### EXERCISE REQUIREMENTS
Using the entries that follow, write out the line containing "pub mod agenda;", the line containing "pub use summary::format_dashboard;", and every line between them, exactly and nothing else.

### Entries taken from a collection
□ □ □ □ □

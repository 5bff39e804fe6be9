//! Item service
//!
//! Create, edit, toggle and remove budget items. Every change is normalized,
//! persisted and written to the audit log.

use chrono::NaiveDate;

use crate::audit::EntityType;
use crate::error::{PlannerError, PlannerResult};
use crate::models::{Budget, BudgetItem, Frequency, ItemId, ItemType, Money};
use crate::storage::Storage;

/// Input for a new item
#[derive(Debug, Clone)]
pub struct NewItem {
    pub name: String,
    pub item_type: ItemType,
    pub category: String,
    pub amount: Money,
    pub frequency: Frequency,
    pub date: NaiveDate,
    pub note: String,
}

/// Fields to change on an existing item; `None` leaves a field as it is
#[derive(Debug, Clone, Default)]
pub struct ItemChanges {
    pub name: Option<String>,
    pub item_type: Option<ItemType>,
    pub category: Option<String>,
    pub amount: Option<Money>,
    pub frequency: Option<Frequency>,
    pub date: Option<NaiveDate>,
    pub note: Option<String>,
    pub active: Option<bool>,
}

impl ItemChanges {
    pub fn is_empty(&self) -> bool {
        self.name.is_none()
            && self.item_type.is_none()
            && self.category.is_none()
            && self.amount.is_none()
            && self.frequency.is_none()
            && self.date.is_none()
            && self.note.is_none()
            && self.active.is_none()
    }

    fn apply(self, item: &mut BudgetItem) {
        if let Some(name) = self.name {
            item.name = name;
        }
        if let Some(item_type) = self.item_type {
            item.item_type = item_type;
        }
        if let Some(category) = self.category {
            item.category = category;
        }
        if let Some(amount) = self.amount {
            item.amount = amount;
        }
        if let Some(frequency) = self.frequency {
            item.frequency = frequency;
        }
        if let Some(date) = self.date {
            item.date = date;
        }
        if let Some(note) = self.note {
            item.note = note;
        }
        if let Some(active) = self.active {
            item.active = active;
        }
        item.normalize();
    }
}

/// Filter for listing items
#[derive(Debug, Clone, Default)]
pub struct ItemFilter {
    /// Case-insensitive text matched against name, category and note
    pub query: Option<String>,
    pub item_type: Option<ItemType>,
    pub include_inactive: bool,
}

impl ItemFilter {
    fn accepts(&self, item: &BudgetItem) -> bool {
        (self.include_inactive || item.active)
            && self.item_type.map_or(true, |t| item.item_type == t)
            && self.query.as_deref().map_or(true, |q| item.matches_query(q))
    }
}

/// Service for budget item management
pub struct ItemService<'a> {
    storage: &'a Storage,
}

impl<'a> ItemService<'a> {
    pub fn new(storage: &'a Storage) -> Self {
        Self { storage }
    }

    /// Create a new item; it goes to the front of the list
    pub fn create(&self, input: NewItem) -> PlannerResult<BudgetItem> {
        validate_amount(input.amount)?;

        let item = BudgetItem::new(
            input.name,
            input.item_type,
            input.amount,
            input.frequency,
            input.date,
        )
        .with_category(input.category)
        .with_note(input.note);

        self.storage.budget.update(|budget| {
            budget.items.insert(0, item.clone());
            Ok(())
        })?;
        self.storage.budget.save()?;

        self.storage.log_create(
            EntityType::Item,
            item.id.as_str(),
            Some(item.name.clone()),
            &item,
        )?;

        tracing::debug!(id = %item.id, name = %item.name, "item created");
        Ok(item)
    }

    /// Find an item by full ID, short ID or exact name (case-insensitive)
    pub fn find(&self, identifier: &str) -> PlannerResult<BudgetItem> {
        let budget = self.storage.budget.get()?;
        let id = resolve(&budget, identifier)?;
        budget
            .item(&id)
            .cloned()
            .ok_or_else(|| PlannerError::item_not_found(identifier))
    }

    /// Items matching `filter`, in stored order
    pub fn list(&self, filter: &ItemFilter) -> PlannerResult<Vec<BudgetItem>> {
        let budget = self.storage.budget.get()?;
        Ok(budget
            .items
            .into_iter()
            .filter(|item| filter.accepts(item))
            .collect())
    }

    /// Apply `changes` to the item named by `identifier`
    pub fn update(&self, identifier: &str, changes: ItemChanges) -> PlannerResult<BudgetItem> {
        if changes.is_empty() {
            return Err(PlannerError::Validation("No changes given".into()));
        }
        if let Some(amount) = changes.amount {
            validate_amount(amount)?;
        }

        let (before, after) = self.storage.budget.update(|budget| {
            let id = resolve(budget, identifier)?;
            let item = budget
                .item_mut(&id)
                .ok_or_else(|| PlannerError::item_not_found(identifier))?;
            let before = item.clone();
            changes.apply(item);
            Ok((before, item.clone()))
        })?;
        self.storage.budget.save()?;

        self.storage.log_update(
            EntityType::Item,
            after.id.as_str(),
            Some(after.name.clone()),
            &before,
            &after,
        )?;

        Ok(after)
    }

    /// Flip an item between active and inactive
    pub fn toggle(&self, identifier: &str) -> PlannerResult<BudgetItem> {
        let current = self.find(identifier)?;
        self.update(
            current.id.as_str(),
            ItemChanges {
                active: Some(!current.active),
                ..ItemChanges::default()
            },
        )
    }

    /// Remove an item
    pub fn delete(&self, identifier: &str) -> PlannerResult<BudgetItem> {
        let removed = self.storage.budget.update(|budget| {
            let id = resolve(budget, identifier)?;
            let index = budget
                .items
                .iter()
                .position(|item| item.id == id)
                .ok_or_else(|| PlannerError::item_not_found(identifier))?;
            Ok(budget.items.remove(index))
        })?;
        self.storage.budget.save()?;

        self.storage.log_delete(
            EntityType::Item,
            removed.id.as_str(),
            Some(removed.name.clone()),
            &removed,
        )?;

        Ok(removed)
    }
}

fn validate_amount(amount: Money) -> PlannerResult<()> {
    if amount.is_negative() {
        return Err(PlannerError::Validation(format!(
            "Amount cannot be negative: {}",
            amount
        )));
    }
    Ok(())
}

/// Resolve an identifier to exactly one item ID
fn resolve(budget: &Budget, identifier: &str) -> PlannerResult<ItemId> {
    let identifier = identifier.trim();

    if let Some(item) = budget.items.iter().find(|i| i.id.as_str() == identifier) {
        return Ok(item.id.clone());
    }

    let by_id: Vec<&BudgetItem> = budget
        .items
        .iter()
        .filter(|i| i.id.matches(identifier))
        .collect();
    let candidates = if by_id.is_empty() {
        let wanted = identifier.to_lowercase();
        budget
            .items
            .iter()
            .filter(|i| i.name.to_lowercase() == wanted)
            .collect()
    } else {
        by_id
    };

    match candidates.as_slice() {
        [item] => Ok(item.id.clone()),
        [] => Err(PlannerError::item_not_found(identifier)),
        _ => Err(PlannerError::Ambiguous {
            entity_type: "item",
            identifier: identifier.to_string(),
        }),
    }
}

□ □ □ □ □

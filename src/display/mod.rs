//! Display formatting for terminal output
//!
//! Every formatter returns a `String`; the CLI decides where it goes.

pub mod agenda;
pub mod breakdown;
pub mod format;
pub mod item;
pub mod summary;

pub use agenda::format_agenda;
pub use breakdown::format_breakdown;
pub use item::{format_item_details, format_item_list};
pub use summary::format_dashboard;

□ □ □ □ □

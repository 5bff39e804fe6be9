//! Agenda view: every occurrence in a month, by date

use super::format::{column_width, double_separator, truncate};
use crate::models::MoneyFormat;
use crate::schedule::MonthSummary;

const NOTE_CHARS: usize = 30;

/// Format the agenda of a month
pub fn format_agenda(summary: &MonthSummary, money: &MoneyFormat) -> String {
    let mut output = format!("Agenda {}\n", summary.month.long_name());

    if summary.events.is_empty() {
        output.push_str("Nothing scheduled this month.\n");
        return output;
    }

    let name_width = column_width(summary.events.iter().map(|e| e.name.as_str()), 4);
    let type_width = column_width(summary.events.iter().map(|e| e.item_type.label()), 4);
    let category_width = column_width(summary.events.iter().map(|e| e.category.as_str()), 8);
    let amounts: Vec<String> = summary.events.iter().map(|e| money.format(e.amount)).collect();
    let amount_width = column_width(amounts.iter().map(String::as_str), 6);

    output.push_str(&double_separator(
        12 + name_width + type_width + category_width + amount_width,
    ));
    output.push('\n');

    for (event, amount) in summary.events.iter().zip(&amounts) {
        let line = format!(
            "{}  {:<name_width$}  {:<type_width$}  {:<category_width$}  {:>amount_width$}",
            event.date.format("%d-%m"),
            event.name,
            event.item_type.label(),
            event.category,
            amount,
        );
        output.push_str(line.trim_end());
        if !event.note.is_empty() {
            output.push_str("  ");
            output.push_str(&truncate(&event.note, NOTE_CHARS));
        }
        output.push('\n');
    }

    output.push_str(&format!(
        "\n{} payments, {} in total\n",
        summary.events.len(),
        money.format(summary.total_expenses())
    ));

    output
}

□ □ □ □ □

### REPLY TO THE TASK
pub mod agenda;
pub mod breakdown;
pub mod format;
pub mod item;
pub mod summary;

pub use agenda::format_agenda;
pub use breakdown::format_breakdown;
pub use item::{format_item_details, format_item_list};
pub use summary::format_dashboard;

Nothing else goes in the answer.